Spaces:

benbatman
/

SteerTheShip

Sleeping

File size: 11,209 Bytes

"""Token-level activation heatmaps, feature dashboards, and visualization utilities.

Generates interactive Plotly visualizations for the dashboard:
- Token-level feature activation heatmaps
- Feature activation distributions
- Steered vs. unsteered comparison displays
- Layer-wise feature activity plots
"""

import numpy as np
import plotly.graph_objects as go
import plotly.express as px
from plotly.subplots import make_subplots
from typing import Optional


def create_token_heatmap(
    str_tokens: list[str],
    activations: list[float],
    feature_idx: int,
    description: str = "",
    colorscale: str = "YlOrRd",
) -> go.Figure:
    """Create a heatmap showing feature activation per token.
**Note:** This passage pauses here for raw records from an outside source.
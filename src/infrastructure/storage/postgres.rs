//! PostgreSQL connection pooling

use std::time::Duration;

use sqlx::postgres::{PgPool, PgPoolOptions};
use tracing::info;

use crate::domain::DomainError;

/// PostgreSQL connection configuration
#[derive(Debug, Clone)]
pub struct PostgresConfig {
    /// Database connection URL
    pub url: String,
    /// Maximum number of connections in the pool
    pub max_connections: u32,
    /// Minimum number of connections to maintain
    pub min_connections: u32,
    /// Connection timeout in seconds
    pub connect_timeout_secs: u64,
}

impl Default for PostgresConfig {
    fn default() -> Self {
        Self {
            url: "postgres://localhost/dust_users".to_string(),
            max_connections: 5,
            min_connections: 1,
            connect_timeout_secs: 30,
        }
    }
}

impl PostgresConfig {
    pub fn new(url: impl Into<String>) -> Self {
        Self {
            url: url.into(),
            ..Default::default()
        }
    }

    pub fn with_max_connections(mut self, max: u32) -> Self {
        self.max_connections = max;
        self
    }

    pub fn with_connect_timeout(mut self, secs: u64) -> Self {
        self.connect_timeout_secs = secs;
        self
    }
}

/// Open a connection pool
pub async fn connect(config: &PostgresConfig) -> Result<PgPool, DomainError> {
    info!("Connecting to PostgreSQL...");

    let pool = PgPoolOptions::new()
        .max_connections(config.max_connections)
        .min_connections(config.min_connections.min(config.max_connections))
        .acquire_timeout(Duration::from_secs(config.connect_timeout_secs))
        .connect(&config.url)
        .await
        .map_err(|e| DomainError::storage(format!("Failed to connect to PostgreSQL: {}", e)))?;

    info!("PostgreSQL connection established");
    Ok(pool)
}
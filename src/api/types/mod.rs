//! Shared API types

pub mod error;
pub mod json;

pub use error::{ApiError, ApiErrorDetail, ApiErrorResponse, ApiErrorType};
pub use json::Json;
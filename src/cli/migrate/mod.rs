//! Migrate command - applies the user schema to PostgreSQL

use tracing::info;

use crate::infrastructure::storage::{self, PostgresMigrator, StorageConfig};

/// Run pending migrations against the configured database
pub async fn run() -> anyhow::Result<()> {
    let config = super::bootstrap()?;

    let pg_config = match config.storage.to_storage_config()? {
        StorageConfig::Postgres(pg_config) => pg_config,
        StorageConfig::InMemory => {
            anyhow::bail!("migrate requires storage.backend = \"postgres\"")
        }
    };

    let pool = storage::connect(&pg_config).await?;
    storage::run_user_migrations(&pool).await?;

    let version = PostgresMigrator::new(pool).current_version().await?;
    info!(?version, "Migrations complete");

    Ok(())
}
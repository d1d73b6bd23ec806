//! CLI module for Dust Users
//!
//! - `serve`: run the HTTP API
//! - `migrate`: apply the PostgreSQL schema

pub mod migrate;
pub mod serve;

use clap::{Parser, Subcommand};

use crate::config::AppConfig;
use crate::infrastructure::logging;

/// Dust Users - user accounts holding a virtual dust balance
#[derive(Parser)]
#[command(name = "dust-users")]
#[command(version, about, long_about = None)]
pub struct Cli {
    #[command(subcommand)]
    pub command: Command,
}

#[derive(Subcommand)]
pub enum Command {
    /// Run the HTTP API server
    Serve,

    /// Apply database migrations
    Migrate,
}

/// Load `.env`, configuration and the tracing subscriber
pub(crate) fn bootstrap() -> anyhow::Result<AppConfig> {
    dotenvy::dotenv().ok();

    let config = AppConfig::load()?;
    logging::init_logging(&config.logging)?;

    Ok(config)
}

#[cfg(test)]
mod tests {
    use super::*;

    #[test]
    fn test_parse_subcommands() {
        let cli = Cli::try_parse_from(["dust-users", "serve"]).unwrap();
        assert!(matches!(cli.command, Command::Serve));

        let cli = Cli::try_parse_from(["dust-users", "migrate"]).unwrap();
        assert!(matches!(cli.command, Command::Migrate));

        assert!(Cli::try_parse_from(["dust-users"]).is_err());
    }
}
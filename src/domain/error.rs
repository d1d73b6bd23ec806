use thiserror::Error;

use super::identifier::InvalidIdentifierError;
use super::validation::ValidationErrors;

/// Where a validation failure was detected
#[derive(Debug, Clone, Copy, PartialEq, Eq)]
pub enum ValidationKind {
    /// The caller supplied malformed input
    Input,
    /// An entity ended up in a state that breaks its invariants
    Entity,
}

impl std::fmt::Display for ValidationKind {
    fn fmt(&self, f: &mut std::fmt::Formatter<'_>) -> std::fmt::Result {
        match self {
            Self::Input => write!(f, "input"),
            Self::Entity => write!(f, "entity"),
        }
    }
}

/// Core domain errors
#[derive(Debug, Error)]
pub enum DomainError {
    #[error("Not found: {entity} not found using ID {id}")]
    NotFound { id: String, entity: String },

    #[error("Validation error ({kind}): {errors}")]
    Validation {
        kind: ValidationKind,
        errors: ValidationErrors,
    },

    #[error("Invalid ID format: {message}")]
    InvalidId { message: String },

    #[error("Conflict: {message}")]
    Conflict { message: String },

    #[error("Storage error: {message}")]
    Storage { message: String },

    #[error("Internal error: {message}")]
    Internal { message: String },
}

impl DomainError {
    pub fn not_found(id: impl Into<String>, entity: impl Into<String>) -> Self {
        Self::NotFound {
            id: id.into(),
            entity: entity.into(),
        }
    }

    pub fn validation(kind: ValidationKind, errors: ValidationErrors) -> Self {
        Self::Validation { kind, errors }
    }

    pub fn entity_validation(errors: ValidationErrors) -> Self {
        Self::validation(ValidationKind::Entity, errors)
    }

    pub fn input_validation(errors: ValidationErrors) -> Self {
        Self::validation(ValidationKind::Input, errors)
    }

    pub fn invalid_id(message: impl Into<String>) -> Self {
        Self::InvalidId {
            message: message.into(),
        }
    }

    pub fn conflict(message: impl Into<String>) -> Self {
        Self::Conflict {
            message: message.into(),
        }
    }

    pub fn storage(message: impl Into<String>) -> Self {
        Self::Storage {
            message: message.into(),
        }
    }

    pub fn internal(message: impl Into<String>) -> Self {
        Self::Internal {
            message: message.into(),
        }
    }

    /// Field errors carried by a validation failure, if any
    pub fn field_errors(&self) -> Option<&ValidationErrors> {
        match self {
            Self::Validation { errors, .. } => Some(errors),
            _ => None,
        }
    }
}

impl From<InvalidIdentifierError> for DomainError {
    fn from(err: InvalidIdentifierError) -> Self {
        Self::invalid_id(err.to_string())
    }
}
    Displays tokens along the x-axis with color intensity proportional
    to the feature's activation on that token.
    """
    # Clean up token strings for display
    display_tokens = [t.replace("▁", " ").replace("Ġ", " ") for t in str_tokens]

    # Reshape activations for heatmap (1 x n_tokens)
    z = np.array(activations).reshape(1, -1)

    fig = go.Figure(
        data=go.Heatmap(
            z=z,
            x=display_tokens,
            y=["Activation"],
            colorscale=colorscale,
            text=[[f"{v:.3f}" for v in activations]],
            texttemplate="%{text}",
            textfont={"size": 10},
            hovertemplate="Token: %{x}<br>Activation: %{z:.4f}<extra></extra>",
        )
    )

    title = f"Feature #{feature_idx}"
    if description:
        title += f": {description[:80]}"

    fig.update_layout(
        title=title,
        xaxis_title="Token",
        height=150,
        margin=dict(l=60, r=20, t=40, b=40),
        xaxis=dict(tickangle=45),
    )

    return fig


def create_multi_feature_heatmap(
    str_tokens: list[str],
    feature_data: list[dict],
    max_features: int = 10,
    colorscale: str = "YlOrRd",
) -> go.Figure:
    """Create a heatmap showing multiple features' activations across tokens.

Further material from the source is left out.